Nok people may have developed terracotta sculptures, through large-scale economic production, as part of a complex funerary culture that may have included practices such as feasting. The earliest Nok terracotta sculptures may have developed in 900 BCE. Some Nok terracotta sculptures portray figures wielding slingshots, as well as bows and arrows, which may be indicative of Nok people engaging in the hunting, or trapping, of undomesticated animals. A Nok sculpture portrays two individuals, along with their goods, in a dugout canoe. Both of the anthropomorphic figures in the watercraft are paddling. The Nok terracotta depiction of a dugout canoe may indicate that Nok people used dugout canoes to transport cargo, along tributaries (e.g., Gurara River) of the Niger River, and exchanged them in a regional trade network. The Nok terracotta depiction of a figure with a seashell on its head may indicate that the span of these riverine trade routes may have extended to the Atlantic coast. In the maritime history of Africa, there is the earlier Dufuna canoe, which was constructed approximately 8000 years ago in the northern region of Nigeria; as the second earliest form of water vessel known in Sub-Saharan Africa, the Nok terracotta depiction of a dugout canoe was created in the central region of Nigeria during the first millennium BCE. As part of Nok traditional medicine, Nok ceramics may have been used to process roots and bark as medicinal plants for the production of medicinal decoctions.
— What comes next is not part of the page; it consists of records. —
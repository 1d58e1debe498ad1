//! Product handle type.

use core::fmt;

use serde::{Deserialize, Serialize};

/// Errors that can occur when parsing a [`Handle`].
#[derive(thiserror::Error, Debug, Clone, PartialEq, Eq)]
pub enum HandleError {
    /// The input string is empty.
    #[error("handle cannot be empty")]
    Empty,
    /// The input string is too long.
    #[error("handle must be at most {max} characters")]
    TooLong {
        /// Maximum allowed length.
        max: usize,
    },
    /// The input contains a character that cannot appear in a URL path segment.
    #[error("handle contains invalid character {0:?}")]
    InvalidCharacter(char),
}

/// A product handle, the URL slug that names a catalog entry.
///
/// Handles are interpolated into storefront URLs (`/products/{handle}.js`),
/// so anything that would change the shape of the path is rejected.
///
/// ## Constraints
///
/// - Length: 1-255 characters
/// - No whitespace
/// - None of `/`, `\`, `?`, `#`, `%`
///
/// ## Examples
///
/// ```
/// use quick_view_core::Handle;
///
/// assert!(Handle::parse("dark-winter-jacket").is_ok());
///
/// assert!(Handle::parse("").is_err());
/// assert!(Handle::parse("../cart").is_err());
/// assert!(Handle::parse("..\\cart").is_err());
/// assert!(Handle::parse("two words").is_err());
/// ```
#[derive(Debug, Clone, Serialize, Deserialize, PartialEq, Eq, Hash)]
#[serde(try_from = "String", into = "String")]
pub struct Handle(String);

impl Handle {
    /// Maximum length of a handle (Shopify limit).
    pub const MAX_LENGTH: usize = 255;

    /// Parse a `Handle` from a string.
    ///
    /// # Errors
    ///
    /// Returns an error if the input is empty, too long, or contains a
    /// character that is not allowed in a path segment.
    pub fn parse(s: &str) -> Result<Self, HandleError> {
        if s.is_empty() {
            return Err(HandleError::Empty);
        }

        if s.chars().count() > Self::MAX_LENGTH {
            return Err(HandleError::TooLong {
                max: Self::MAX_LENGTH,
            });
        }

        if let Some(c) = s
            .chars()
            .find(|c| c.is_whitespace() || matches!(c, '/' | '\\' | '?' | '#' | '%'))
        {
            return Err(HandleError::InvalidCharacter(c));
        }

        Ok(Self(s.to_owned()))
    }

    /// Wrap a compile-time constant without validation.
    pub(crate) fn from_static(s: &'static str) -> Self {
        Self(s.to_owned())
    }

    /// Returns the handle as a string slice.
    #[must_use]
    pub fn as_str(&self) -> &str {
        &self.0
    }

}

impl fmt::Display for Handle {
    fn fmt(&self, f: &mut fmt::Formatter<'_>) -> fmt::Result {
        write!(f, "{}", self.0)
    }
}

impl std::str::FromStr for Handle {
    type Err = HandleError;

    fn from_str(s: &str) -> Result<Self, Self::Err> {
        Self::parse(s)
    }
}

impl TryFrom<String> for Handle {
    type Error = HandleError;

    fn try_from(value: String) -> Result<Self, Self::Error> {
        Self::parse(&value)
    }
}

impl From<Handle> for String {
    fn from(handle: Handle) -> Self {
        handle.0
    }
}

impl AsRef<str> for Handle {
    fn as_ref(&self) -> &str {
        &self.0
    }
}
Excluding ancient Egyptian figurative art, Nok sculptures are regarded to be the earliest examples of large three-dimensional (sculptural) figurative art in continental Africa. Latter artistic traditions of West Africa – Bura of Niger (3rd century CE – 10th century CE), Koma of Ghana (7th century CE – 15th century CE), Igbo-Ukwu of Nigeria (9th century CE – 10th century CE), Jenne-Jeno of Mali (11th century CE – 12th century CE), and Ile Ife of Nigeria (11th century CE – 15th century CE) – may have been shaped by the earlier West African clay terracotta tradition of the Nok culture. Nok settlement sites are often found on mountaintops. Iron metallurgy may have independently developed in the Nok culture between 750 BCE and 550 BCE.
Breunig and Rupp (2016) stated: "Their origin is unknown, but since the plants they used as crops (especially millet) are indigenous to the Sahel region, a northern homeland is more probable than any other." Breunig (2017) expounded: "The people of the Nok culture must have come from somewhere else. So far, however, we have not found out what region, though we suspect the Sahel zone in West Africa." Champion et al. (2022) suggested that they may have come from the Central Sahara, and stated:
The cultivation of pearl millet diffused from the desiccating West and Central Sahara into the West African savanna zone after 2500 BCE, in the context of southwards population movements (Ozainne et al. 2014; Neumann 2018; Fuller et al. 2021)…The presence of pearl millet without roulette decorations or chaff temper, as seen in the Nok and early Gajiganna sites, suggests that the third diffusion originated directly from the central Sahara and possibly split before reaching northern Nigeria, accounting for the differences in Nok and Gajiganna pottery (Fig. 8; and see Champion 2020, p. 462).
The first Nok terracotta was discovered in 1928 by Colonel Dent Young, a co-owner of a mining partnership, near the village of Nok in Kaduna State, Nigeria. The terracotta was accidentally unearthed at a level of 24 feet (7 m) from an alluvial tin mine. Young presented the sculptures to the Museum of the Department of Mines in Jos.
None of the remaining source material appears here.